非编码RNA 包括长链非编码RNA(lncRNAs)、MicroRNAs、内源性小干扰RNA(endo-siRNAs)等多种类型,它们不编码蛋白质,但可以调控蛋白质编码基因的转录、翻译及其稳定性[31]。其中,lncRNA 参与调控多种免疫细胞如树突状细胞、巨噬细胞、嗜酸性粒细胞、T 淋巴细胞的功能,同时通过多种机制调节气道平滑肌细胞的增殖和迁移,在哮喘病理过程中发挥着重要作用[32-35]。例如,lncRNA PTPRE-AS1 在IL-4刺激的巨噬细胞中选择性表达,敲减PTPRE-AS1 可通过丝裂原活化蛋白激酶/细胞外蛋白调节激酶途径促进M2 巨噬细胞激活[36]。LncRNA MEG3 通过靶向microRNA-17/视黄酸相关的孤儿受体γt 调节哮喘患者的Treg/Th17 平衡[35]。LncRNA GAS5 通过控制miR-10a/脑源性神经营养因子信号通路促进哮喘患者气道平滑肌细胞增殖[37]。
miRNA 参与多种哮喘相关细胞的活化、增殖、迁移、气道炎症、气道平滑肌的过度收缩和气道重塑等过程。miRNA-155 在哮喘患者的上皮和气道平滑肌细胞中明显上调,下调或敲除miRNA-155 可减少Th2 型细胞/嗜酸性粒细胞浸润和细胞因子/黏液的分泌[38]。miR-24 和miR-27 则可通过调节IL-4 的分泌调节T 细胞的分化发育而抑制气道炎症[39]。其次,多个miRNA 参与调控ASCMs 的功能,如miR-143-3p、miR-145 等调控其生物合成,miR-145、miR-133a 等调控其收缩;miR-150、miR-139-5p 等调控其增殖[40]。

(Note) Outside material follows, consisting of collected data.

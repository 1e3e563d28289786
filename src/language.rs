//! Detección de idioma y enrutado de traducciones a través del idioma pivote.
//!
//! Toda la recuperación y la generación trabajan en inglés (pivote). Los
//! mensajes entrantes en otro idioma se traducen al pivote y las respuestas se
//! traducen al idioma de visualización. Un fallo de traducción nunca rompe el
//! chat: se devuelve el texto original marcado como degradado.

use std::sync::Arc;
use std::time::Duration;

use serde::{Deserialize, Serialize};
use tracing::{debug, warn};

use crate::translation::TranslationProvider;

#[derive(Debug, Clone, Copy, PartialEq, Eq, Hash, Serialize, Deserialize)]
pub enum Language {
    #[serde(rename = "en")]
    English,
    #[serde(rename = "hi")]
    Hindi,
    #[serde(rename = "ta")]
    Tamil,
    #[serde(rename = "te")]
    Telugu,
    #[serde(rename = "bn")]
    Bengali,
    #[serde(rename = "mr")]
    Marathi,
}

impl Language {
    pub const PIVOT: Language = Language::English;

    pub const ALL: [Language; 6] = [
        Language::English,
        Language::Hindi,
        Language::Tamil,
        Language::Telugu,
        Language::Bengali,
        Language::Marathi,
    ];

    pub fn code(self) -> &'static str {
        match self {
            Language::English => "en",
            Language::Hindi => "hi",
            Language::Tamil => "ta",
            Language::Telugu => "te",
            Language::Bengali => "bn",
            Language::Marathi => "mr",
        }
    }

    pub fn display_name(self) -> &'static str {
        match self {
            Language::English => "English",
            Language::Hindi => "Hindi",
            Language::Tamil => "Tamil",
            Language::Telugu => "Telugu",
            Language::Bengali => "Bengali",
            Language::Marathi => "Marathi",
        }
    }

    pub fn from_code(code: &str) -> Option<Self> {
        let code = code.trim().to_lowercase();
        Self::ALL.into_iter().find(|lang| lang.code() == code)
    }

    /// Igual que `from_code`, pero los códigos no soportados caen al pivote.
    pub fn resolve(code: Option<&str>) -> Self {
        code.and_then(Self::from_code).unwrap_or(Self::PIVOT)
    }

    pub fn is_pivot(self) -> bool {
        self == Self::PIVOT
    }

    pub fn thinking_text(self) -> &'static str {
        match self {
            Language::English => "Thinking...",
            Language::Hindi => "सोच रहा हूँ...",
            Language::Tamil => "சிந்திக்கிறேன்...",
            Language::Telugu => "ఆలోచిస్తున్నాను...",
            Language::Bengali => "ভাবছি...",
            Language::Marathi => "विचार करत आहे...",
        }
    }

    pub fn follow_up_chips(self) -> &'static [&'static str] {
        match self {
            Language::English => &[
                "Show my recent expenses",
                "Analyze spending trends",
                "Find budget insights",
                "Generate shopping list",
                "Check expiring items",
            ],
            Language::Hindi => &[
                "मेरे हाल के खर्च दिखाएं",
                "खर्च के रुझान का विश्लेषण करें",
                "बजट की अंतर्दृष्टि खोजें",
                "खरीदारी की सूची बनाएं",
                "समाप्त होने वाली वस्तुओं की जांच करें",
            ],
            Language::Tamil => &[
                "எனது சமீபத்திய செலவுகளைக் காட்டு",
                "செலவு போக்குகளை பகுப்பாய்வு செய்",
                "பட்ஜெட் நுண்ணறிவுகளைக் கண்டறி",
                "கடைப்பிடிப்பு பட்டியலை உருவாக்கு",
                "காலாவதியாகும் பொருட்களை சரிபார்",
            ],
            Language::Telugu => &[
                "నా ఇటీవలి ఖర్చులను చూపించు",
                "ఖర్చు ధోరణులను విశ్లేషించు",
                "బడ్జెట్ అంతర్దృష్టులను కనుగొను",
                "షాపింగ్ జాబితాను సృష్టించు",
                "గడువు ముగియని వస్తువులను తనిఖీ చేయు",
            ],
            Language::Bengali => &[
                "আমার সাম্প্রতিক খরচ দেখাও",
                "খরচের প্রবণতা বিশ্লেষণ করো",
                "বাজেটের অন্তর্দৃষ্টি খুঁজে বের করো",
                "কেনাকাটার তালিকা তৈরি করো",
                "মেয়াদোত্তীর্ণ আইটেমগুলি পরীক্ষা করো",
            ],
            Language::Marathi => &[
                "माझे अलीकडील खर्च दाखवा",
                "खर्चाच्या प्रवृत्तींचे विश्लेषण करा",
                "बजेट अंतर्दृष्टी शोधा",
                "खरेदीची यादी तयार करा",
                "कालबाह्य होणाऱ्या वस्तू तपासा",
            ],
        }
    }
}

impl std::fmt::Display for Language {
    fn fmt(&self, f: &mut std::fmt::Formatter<'_>) -> std::fmt::Result {
        f.write_str(self.code())
    }
}

// ---------------------------------------------------------------------
// DETECCIÓN
// ---------------------------------------------------------------------

/// Listas de frases por idioma, en orden de prioridad. El orden importa:
/// hindi y marathi comparten palabras y gana el primero.
const KEYWORDS: [(Language, &[&str]); 5] = [
    (
        Language::Hindi,
        &["नमस्ते", "कैसे", "हैं", "धन्यवाद", "कृपया", "अलविदा", "सुप्रभात", "शुभ रात्रि", "हाँ", "नहीं"],
    ),
    (
        Language::Tamil,
        &["வணக்கம்", "எப்படி", "உள்ளீர்கள்", "நன்றி", "தயவுசெய்து", "பிரியாவிடை", "காலை வணக்கம்", "இரவு வணக்கம்"],
    ),
    (
        Language::Telugu,
        &["నమస్కారం", "ఎలా", "ఉన్నారు", "ధన్యవాదాలు", "దయచేసి", "వీడ్కోలు", "శుభోదయం", "శుభ రాత్రి"],
    ),
    (
        Language::Bengali,
        &["নমস্কার", "কেমন", "আছেন", "ধন্যবাদ", "অনুগ্রহ করে", "বিদায়", "সুপ্রভাত", "শুভ রাত্রি"],
    ),
    (
        Language::Marathi,
        &["नमस्कार", "कसे", "आहात", "धन्यवाद", "कृपया", "निरोप", "सुप्रभात", "शुभ रात्री", "होय", "नाही"],
    ),
];

/// Bloques Unicode por escritura, en el orden fijo en que se evalúan.
const SCRIPTS: [(Language, char, char); 4] = [
    (Language::Hindi, '\u{0900}', '\u{097F}'),
    (Language::Tamil, '\u{0B80}', '\u{0BFF}'),
    (Language::Telugu, '\u{0C00}', '\u{0C7F}'),
    (Language::Bengali, '\u{0980}', '\u{09FF}'),
];

/// Porcentaje mínimo (estricto) de caracteres de una escritura.
const SCRIPT_THRESHOLD_PERCENT: usize = 30;

/// Detecta el idioma de `text`. Función pura: misma entrada, mismo código.
pub fn detect_language(text: &str) -> Language {
    let lowered = text.to_lowercase();
    for (language, phrases) in KEYWORDS {
        if phrases.iter().any(|phrase| lowered.contains(phrase)) {
            return language;
        }
    }

    let total = text.chars().count();
    for (language, start, end) in SCRIPTS {
        let in_script = text.chars().filter(|c| (start..=end).contains(c)).count();
        if in_script * 100 > total * SCRIPT_THRESHOLD_PERCENT {
            return language;
        }
    }

    Language::PIVOT
}

// ---------------------------------------------------------------------
// TRADUCCIÓN
// ---------------------------------------------------------------------

/// Resultado de una traducción. `degraded` indica que el proveedor falló y
/// `text` es el texto original.
#[derive(Debug, Clone, PartialEq)]
pub struct Translation {
    pub text: String,
    pub degraded: bool,
    pub translated: bool,
}

impl Translation {
    /// Texto que no necesitaba traducción.
    pub fn unchanged(text: &str) -> Self {
        Self {
            text: text.to_string(),
            degraded: false,
            translated: false,
        }
    }
}

#[derive(Clone)]
pub struct LanguagePipeline {
    translator: Arc<dyn TranslationProvider>,
    timeout: Duration,
}

impl LanguagePipeline {
    pub fn new(translator: Arc<dyn TranslationProvider>, timeout: Duration) -> Self {
        Self { translator, timeout }
    }

    /// Traduce hacia el idioma de visualización. No hace nada si el destino
    /// es el pivote o coincide con el origen.
    pub async fn translate(&self, text: &str, target: Language, source: Language) -> Translation {
        if target.is_pivot() || target == source {
            return Translation::unchanged(text);
        }
        self.call_provider(text, source, target).await
    }

    /// Tramo de entrada: lleva un mensaje al idioma pivote.
    pub async fn translate_to_pivot(&self, text: &str, source: Language) -> Translation {
        if source.is_pivot() {
            return Translation::unchanged(text);
        }
        self.call_provider(text, source, Language::PIVOT).await
    }

    async fn call_provider(&self, text: &str, source: Language, target: Language) -> Translation {
        if text.trim().is_empty() {
            return Translation::unchanged(text);
        }

        let result = tokio::time::timeout(
            self.timeout,
            self.translator.translate(text, source, target),
        )
        .await;

        match result {
            Ok(Ok(translated)) => {
                debug!("Traducción {source}→{target} completada.");
                Translation {
                    text: translated,
                    degraded: false,
                    translated: true,
                }
            }
            Ok(Err(e)) => {
                warn!("Traducción {source}→{target} degradada, se usa el texto original: {e}");
                Translation {
                    text: text.to_string(),
                    degraded: true,
                    translated: false,
                }
            }
            Err(_) => {
                warn!(
                    "Traducción {source}→{target} superó el timeout de {:?}, se usa el texto original.",
                    self.timeout
                );
                Translation {
                    text: text.to_string(),
                    degraded: true,
                    translated: false,
                }
            }
        }
    }
}
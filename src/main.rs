// Módulos de la aplicación
mod api;
mod app_state;
mod chat;
mod config;
mod conversation;
mod error;
mod index_cache;
mod ingest;
mod kv_store;
mod language;
mod llm;
mod models;
mod rag;
mod translation;
mod vector_store;

#[cfg(test)]
mod test_support;

use std::sync::Arc;

use anyhow::Context;
use axum::Router;
use parking_lot::Mutex;
use tokio::sync::oneshot;
use tower_http::{
    cors::{Any, CorsLayer},
    trace::TraceLayer,
};
use tracing::info;
use tracing_subscriber::EnvFilter;

use crate::{
    app_state::AppState,
    chat::{ChatOrchestrator, ChatSettings},
    conversation::ConversationStore,
    index_cache::IndexCacheManager,
    ingest::InMemoryRecordStore,
    language::LanguagePipeline,
    translation::MyMemoryTranslator,
};

#[tokio::main]
async fn main() -> anyhow::Result<()> {
    // 1. Cargar .env e inicializar logging
    dotenvy::dotenv().ok();
    tracing_subscriber::fmt()
        .with_env_filter(EnvFilter::from_default_env())
        .init();

    // 2. Cargar configuración
    let cfg = config::AppConfig::from_env().context("Error al cargar la configuración")?;

    // 3. Proveedores externos: LLM (embeddings + generación) y traducción
    let llm_manager =
        Arc::new(llm::LlmManager::from_config(&cfg).context("Error inicializando LLM Manager")?);
    let translator = Arc::new(MyMemoryTranslator::new(cfg.translation_api_url.clone()));
    let language = LanguagePipeline::new(translator, cfg.translation_timeout);

    // 4. Almacenes de proceso y orquestador
    let records = Arc::new(InMemoryRecordStore::new());
    let cache = Arc::new(IndexCacheManager::new(
        records.clone(),
        llm_manager.clone(),
        cfg.embedding_timeout,
    ));
    let conversations = Arc::new(ConversationStore::new());
    let chat = Arc::new(ChatOrchestrator::new(
        cache.clone(),
        llm_manager,
        language.clone(),
        conversations.clone(),
        ChatSettings::from_config(&cfg),
    ));

    // Crear canal para la señal de apagado.
    let (shutdown_tx, shutdown_rx) = oneshot::channel();

    // 5. Crear estado compartido de la aplicación
    let app_state = AppState {
        config: cfg.clone(),
        chat,
        records,
        cache,
        conversations,
        language,
        shutdown_sender: Arc::new(Mutex::new(Some(shutdown_tx))),
    };

    // 6. Configurar el router de la API
    let app = Router::new()
        .merge(api::create_router(app_state.clone()))
        .layer(TraceLayer::new_for_http())
        .layer(
            CorsLayer::new()
                .allow_origin(Any)
                .allow_methods(Any)
                .allow_headers(Any),
        );

    // 7. Iniciar el servidor
    let server_addr = &app_state.config.server_addr;
    let listener = tokio::net::TcpListener::bind(server_addr)
        .await
        .with_context(|| format!("No se pudo escuchar en {server_addr}"))?;
    info!("🚀 Servidor escuchando en http://{}", server_addr);

    // Configurar el apagado ordenado.
    axum::serve(listener, app)
        .with_graceful_shutdown(async {
            shutdown_rx.await.ok();
            info!("Señal de apagado recibida, iniciando cierre del servidor.");
        })
        .await?;

    app_state.teardown();
    info!("✅ Servidor cerrado correctamente.");
    Ok(())
}
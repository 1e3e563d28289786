//! Almacén clave-valor en memoria con exclusión mutua por clave.
//!
//! Sustituye a los mapas globales mutables: la caché de índices por usuario y
//! el historial por conversación se guardan aquí. El mapa sólo se bloquea para
//! copiar valores dentro/fuera; las secciones críticas largas (reconstruir un
//! índice, añadir turnos) se serializan con `lock(key)`, que no bloquea a
//! otras claves. La puerta de una clave desaparece en cuanto nadie la tiene
//! ni la espera.

use std::collections::HashMap;
use std::sync::Arc;

use parking_lot::{Mutex, RwLock};
use tokio::sync::OwnedMutexGuard;

/// Interfaz mínima Get/Set/Delete que consumen los componentes del núcleo.
pub trait KeyValueStore<V>: Send + Sync {
    fn get(&self, key: &str) -> Option<V>;
    fn set(&self, key: &str, value: V);
    fn delete(&self, key: &str) -> Option<V>;
}

type Gate = Arc<tokio::sync::Mutex<()>>;

pub struct KeyedStore<V> {
    entries: RwLock<HashMap<String, V>>,
    gates: Mutex<HashMap<String, Gate>>,
}

/// Sección crítica de una clave. Al soltarla, si nadie más espera por la
/// misma clave, su puerta se retira del mapa.
pub struct KeyGuard<'a> {
    guard: Option<OwnedMutexGuard<()>>,
    gates: &'a Mutex<HashMap<String, Gate>>,
    key: String,
}

impl Drop for KeyGuard<'_> {
    fn drop(&mut self) {
        drop(self.guard.take());
        // Con el mapa bloqueado nadie puede clonar la puerta: si sólo queda
        // la referencia del mapa, no hay otro poseedor ni esperas pendientes.
        let mut gates = self.gates.lock();
        if gates
            .get(&self.key)
            .is_some_and(|gate| Arc::strong_count(gate) == 1)
        {
            gates.remove(&self.key);
        }
    }
}

impl<V: Clone + Send + Sync> KeyedStore<V> {
    pub fn new() -> Self {
        Self {
            entries: RwLock::new(HashMap::new()),
            gates: Mutex::new(HashMap::new()),
        }
    }

    /// Adquiere la sección crítica de `key`. Claves distintas nunca compiten.
    pub async fn lock(&self, key: &str) -> KeyGuard<'_> {
        let gate = {
            let mut gates = self.gates.lock();
            gates.entry(key.to_string()).or_default().clone()
        };
        KeyGuard {
            guard: Some(gate.lock_owned().await),
            gates: &self.gates,
            key: key.to_string(),
        }
    }

    /// Puertas vivas, es decir, claves con una sección crítica tomada o
    /// esperada.
    #[cfg(test)]
    pub fn gate_count(&self) -> usize {
        self.gates.lock().len()
    }

    pub fn len(&self) -> usize {
        self.entries.read().len()
    }

    pub fn is_empty(&self) -> bool {
        self.entries.read().is_empty()
    }

    /// Copia de todos los valores (orden no especificado).
    pub fn values(&self) -> Vec<V> {
        self.entries.read().values().cloned().collect()
    }

    /// Vacía el almacén. Pensado para el cierre ordenado del proceso.
    pub fn clear(&self) {
        self.entries.write().clear();
        self.gates.lock().clear();
    }
}

impl<V: Clone + Send + Sync> Default for KeyedStore<V> {
    fn default() -> Self {
        Self::new()
    }
}

impl<V: Clone + Send + Sync> KeyValueStore<V> for KeyedStore<V> {
    fn get(&self, key: &str) -> Option<V> {
        self.entries.read().get(key).cloned()
    }

    fn set(&self, key: &str, value: V) {
        self.entries.write().insert(key.to_string(), value);
    }

    fn delete(&self, key: &str) -> Option<V> {
        self.entries.write().remove(key)
    }
}

#[cfg(test)]
mod tests {
    use super::*;
    use std::time::Duration;

    #[test]
    fn get_set_delete() {
        let store: KeyedStore<u32> = KeyedStore::new();
        assert_eq!(store.get("a"), None);
        store.set("a", 1);
        store.set("a", 2);
        assert_eq!(store.get("a"), Some(2));
        assert_eq!(store.len(), 1);
        assert_eq!(store.delete("a"), Some(2));
        assert_eq!(store.delete("a"), None);
        assert!(store.is_empty());
    }

    #[test]
    fn clear_drops_everything() {
        let store: KeyedStore<String> = KeyedStore::default();
        store.set("a", "x".into());
        store.set("b", "y".into());
        store.clear();
        assert!(store.is_empty());
        assert!(store.values().is_empty());
    }

    #[tokio::test]
    async fn same_key_is_mutually_exclusive() {
        let store: Arc<KeyedStore<u32>> = Arc::new(KeyedStore::new());
        let guard = store.lock("u1").await;

        let contender = {
            let store = store.clone();
            tokio::spawn(async move {
                let _g = store.lock("u1").await;
            })
        };
        tokio::time::sleep(Duration::from_millis(20)).await;
        assert!(!contender.is_finished());

        drop(guard);
        contender.await.unwrap();
    }

    #[tokio::test]
    async fn released_gates_are_dropped() {
        let store: KeyedStore<u32> = KeyedStore::new();
        for i in 0..100 {
            let key = format!("k{i}");
            let _g = store.lock(&key).await;
            store.set(&key, i);
            assert_eq!(store.gate_count(), 1);
        }
        assert_eq!(store.gate_count(), 0);
        assert_eq!(store.len(), 100);
    }

    #[tokio::test]
    async fn gate_survives_while_someone_waits() {
        let store: Arc<KeyedStore<u32>> = Arc::new(KeyedStore::new());
        let guard = store.lock("u1").await;

        let waiter = {
            let store = store.clone();
            tokio::spawn(async move {
                let _g = store.lock("u1").await;
                store.gate_count()
            })
        };
        tokio::time::sleep(Duration::from_millis(20)).await;
        drop(guard);
        assert_eq!(store.gate_count(), 1);

        assert_eq!(waiter.await.unwrap(), 1);
        assert_eq!(store.gate_count(), 0);
    }

    #[tokio::test]
    async fn different_keys_do_not_block() {
        let store: KeyedStore<u32> = KeyedStore::new();
        let _a = store.lock("u1").await;
        let b = tokio::time::timeout(Duration::from_millis(100), store.lock("u2")).await;
        assert!(b.is_ok());
    }
}
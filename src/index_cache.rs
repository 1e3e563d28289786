//! Caché de índices vectoriales por usuario.
//!
//! Cada usuario tiene como mucho una instantánea `{índice, embeddings,
//! registros, nº de registros al construir, instante de construcción}`. La
//! instantánea sólo es válida mientras el número de registros actual coincide
//! con el del momento de construirla; si no, se reconstruye entera antes de
//! usarla.
//!
//! Comprobar, reconstruir y devolver es una sección crítica por usuario: dos
//! peticiones del mismo usuario nunca reconstruyen a la vez. El mapa sólo se
//! toca para copiar el `Arc` de la instantánea, así que nadie ve un índice a
//! medio construir.
//!
//! La obsolescencia se detecta sólo por recuento. Editar un recibo sin cambiar
//! el total no fuerza la reconstrucción.

use std::sync::atomic::{AtomicU64, Ordering};
use std::sync::{Arc, OnceLock};
use std::time::Duration;

use chrono::{DateTime, Utc};
use serde::Serialize;
use tokio::time::timeout;
use tracing::{debug, info, warn};

use crate::{
    error::{require_non_empty, CoreError, CoreResult},
    ingest::RecordSource,
    kv_store::{KeyValueStore, KeyedStore},
    llm::EmbeddingProvider,
    models::Record,
    vector_store::FlatIndex,
};

#[derive(Debug, Clone)]
pub struct UserIndexCache {
    pub index: FlatIndex,
    pub records: Vec<Record>,
    pub record_count: usize,
    pub built_at: DateTime<Utc>,
}

impl UserIndexCache {
    fn empty() -> Self {
        Self {
            index: FlatIndex::default(),
            records: Vec::new(),
            record_count: 0,
            built_at: Utc::now(),
        }
    }
}

#[derive(Debug, Clone, Copy, PartialEq, Eq, Serialize)]
pub struct CacheStats {
    pub cached_users: usize,
    pub rebuilds: u64,
}

pub struct IndexCacheManager {
    source: Arc<dyn RecordSource>,
    embedder: Arc<dyn EmbeddingProvider>,
    entries: KeyedStore<Arc<UserIndexCache>>,
    call_timeout: Duration,
    dimension: OnceLock<usize>,
    rebuilds: AtomicU64,
}

impl IndexCacheManager {
    pub fn new(
        source: Arc<dyn RecordSource>,
        embedder: Arc<dyn EmbeddingProvider>,
        call_timeout: Duration,
    ) -> Self {
        Self {
            source,
            embedder,
            entries: KeyedStore::new(),
            call_timeout,
            dimension: OnceLock::new(),
            rebuilds: AtomicU64::new(0),
        }
    }

    /// Proveedor con el que se construyen los índices. Las consultas deben
    /// usar exactamente este mismo.
    pub fn embedder(&self) -> Arc<dyn EmbeddingProvider> {
        self.embedder.clone()
    }

    /// Devuelve una instantánea vigente para `user_id`, reconstruyéndola si
    /// falta o si el número de registros ha cambiado.
    pub async fn ensure_fresh(&self, user_id: &str) -> CoreResult<Arc<UserIndexCache>> {
        require_non_empty("user_id", user_id)?;

        let _gate = self.entries.lock(user_id).await;

        let records = match timeout(self.call_timeout, self.source.list_records(user_id)).await {
            Ok(Ok(records)) => records,
            Ok(Err(e)) => {
                return Err(CoreError::UpstreamUnavailable(format!(
                    "no se pudieron leer los registros de {user_id}: {e}"
                )))
            }
            Err(_) => {
                return Err(CoreError::UpstreamUnavailable(format!(
                    "timeout leyendo los registros de {user_id}"
                )))
            }
        };

        if let Some(cached) = self.entries.get(user_id) {
            if cached.record_count == records.len() {
                debug!("Caché vigente para {user_id} ({} registros).", cached.record_count);
                return Ok(cached);
            }
            info!(
                "Caché obsoleta para {user_id}: {} registros en caché, {} actuales.",
                cached.record_count,
                records.len()
            );
        }

        let snapshot = Arc::new(self.build(user_id, records).await?);
        self.entries.set(user_id, snapshot.clone());
        Ok(snapshot)
    }

    /// Elimina la instantánea de `user_id`. La ingesta lo llama justo después
    /// de guardar un registro nuevo.
    pub fn invalidate(&self, user_id: &str) -> bool {
        let removed = self.entries.delete(user_id).is_some();
        if removed {
            debug!("Caché de índices invalidada para {user_id}.");
        }
        removed
    }

    /// Instantánea actual sin comprobar vigencia.
    pub fn cached(&self, user_id: &str) -> Option<Arc<UserIndexCache>> {
        self.entries.get(user_id)
    }

    pub fn stats(&self) -> CacheStats {
        CacheStats {
            cached_users: self.entries.len(),
            rebuilds: self.rebuilds.load(Ordering::Relaxed),
        }
    }

    pub fn clear(&self) {
        if !self.entries.is_empty() {
            info!("Vaciando la caché de índices ({} usuarios).", self.entries.len());
        }
        self.entries.clear();
    }

    async fn build(&self, user_id: &str, records: Vec<Record>) -> CoreResult<UserIndexCache> {
        if records.is_empty() {
            debug!("{user_id} no tiene registros; índice vacío.");
            return Ok(UserIndexCache::empty());
        }

        let texts: Vec<String> = records.iter().map(Record::embedding_text).collect();
        let vectors = match timeout(self.call_timeout, self.embedder.embed(&texts)).await {
            Ok(Ok(vectors)) => vectors,
            Ok(Err(e)) => {
                warn!("Fallo de embeddings reconstruyendo el índice de {user_id}: {e}");
                return Err(CoreError::UpstreamUnavailable(format!("fallo de embeddings: {e}")));
            }
            Err(_) => {
                warn!("Timeout de embeddings reconstruyendo el índice de {user_id}.");
                return Err(CoreError::UpstreamUnavailable(
                    "timeout de embeddings".to_string(),
                ));
            }
        };

        if vectors.len() != records.len() {
            return Err(CoreError::UpstreamUnavailable(format!(
                "se recibieron {} embeddings para {} registros",
                vectors.len(),
                records.len()
            )));
        }

        let index = FlatIndex::build(&vectors).map_err(CoreError::UpstreamUnavailable)?;
        self.check_dimension(index.dimension())?;

        self.rebuilds.fetch_add(1, Ordering::Relaxed);
        info!("Índice de {user_id} reconstruido con {} registros.", records.len());

        Ok(UserIndexCache {
            index,
            record_count: records.len(),
            records,
            built_at: Utc::now(),
        })
    }

    /// La dimensión queda fijada con el primer índice construido. Un vector
    /// vacío nunca la fija.
    pub fn check_dimension(&self, dimension: usize) -> CoreResult<()> {
        if dimension == 0 {
            return Err(CoreError::UpstreamUnavailable(
                "el proveedor devolvió embeddings vacíos".to_string(),
            ));
        }
        let pinned = *self.dimension.get_or_init(|| dimension);
        if pinned != dimension {
            return Err(CoreError::UpstreamUnavailable(format!(
                "la dimensión de embeddings cambió de {pinned} a {dimension}"
            )));
        }
        Ok(())
    }
}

表观遗传修饰如DNA 甲基化和组蛋白的翻译后修饰调控哮喘相关基因的表达及哮喘相关细胞的功能,在哮喘发生发展中发挥着重要作用。但基因表达是一个极其精密的过程,受到多种形式的精密调控,DNA 甲基化、组蛋白翻译后修饰和非编码RNA 等多种表观遗传形式之间也存在着极其复杂的交互作用,共同形成基因表达的表观遗传调控网络,仍需更深入的研究来进一步阐明。其次,检测痰液或血液中miRNA 水平有望成为诊断哮喘的生物标志物,值得进一步研究。此外,哮喘的表观遗传学研究虽已取得长足的进展,但将表观遗传学用于哮喘治疗的研究才刚刚起步。目前,研究者开始针对表观遗传学进行药物研究,如针对HDACs 的抑制剂、miRNA 的靶向药物等。然而,这些药物因缺乏特异性而不可避免地存在着副作用,高选择性药物的研发将是未来研究的重点问题。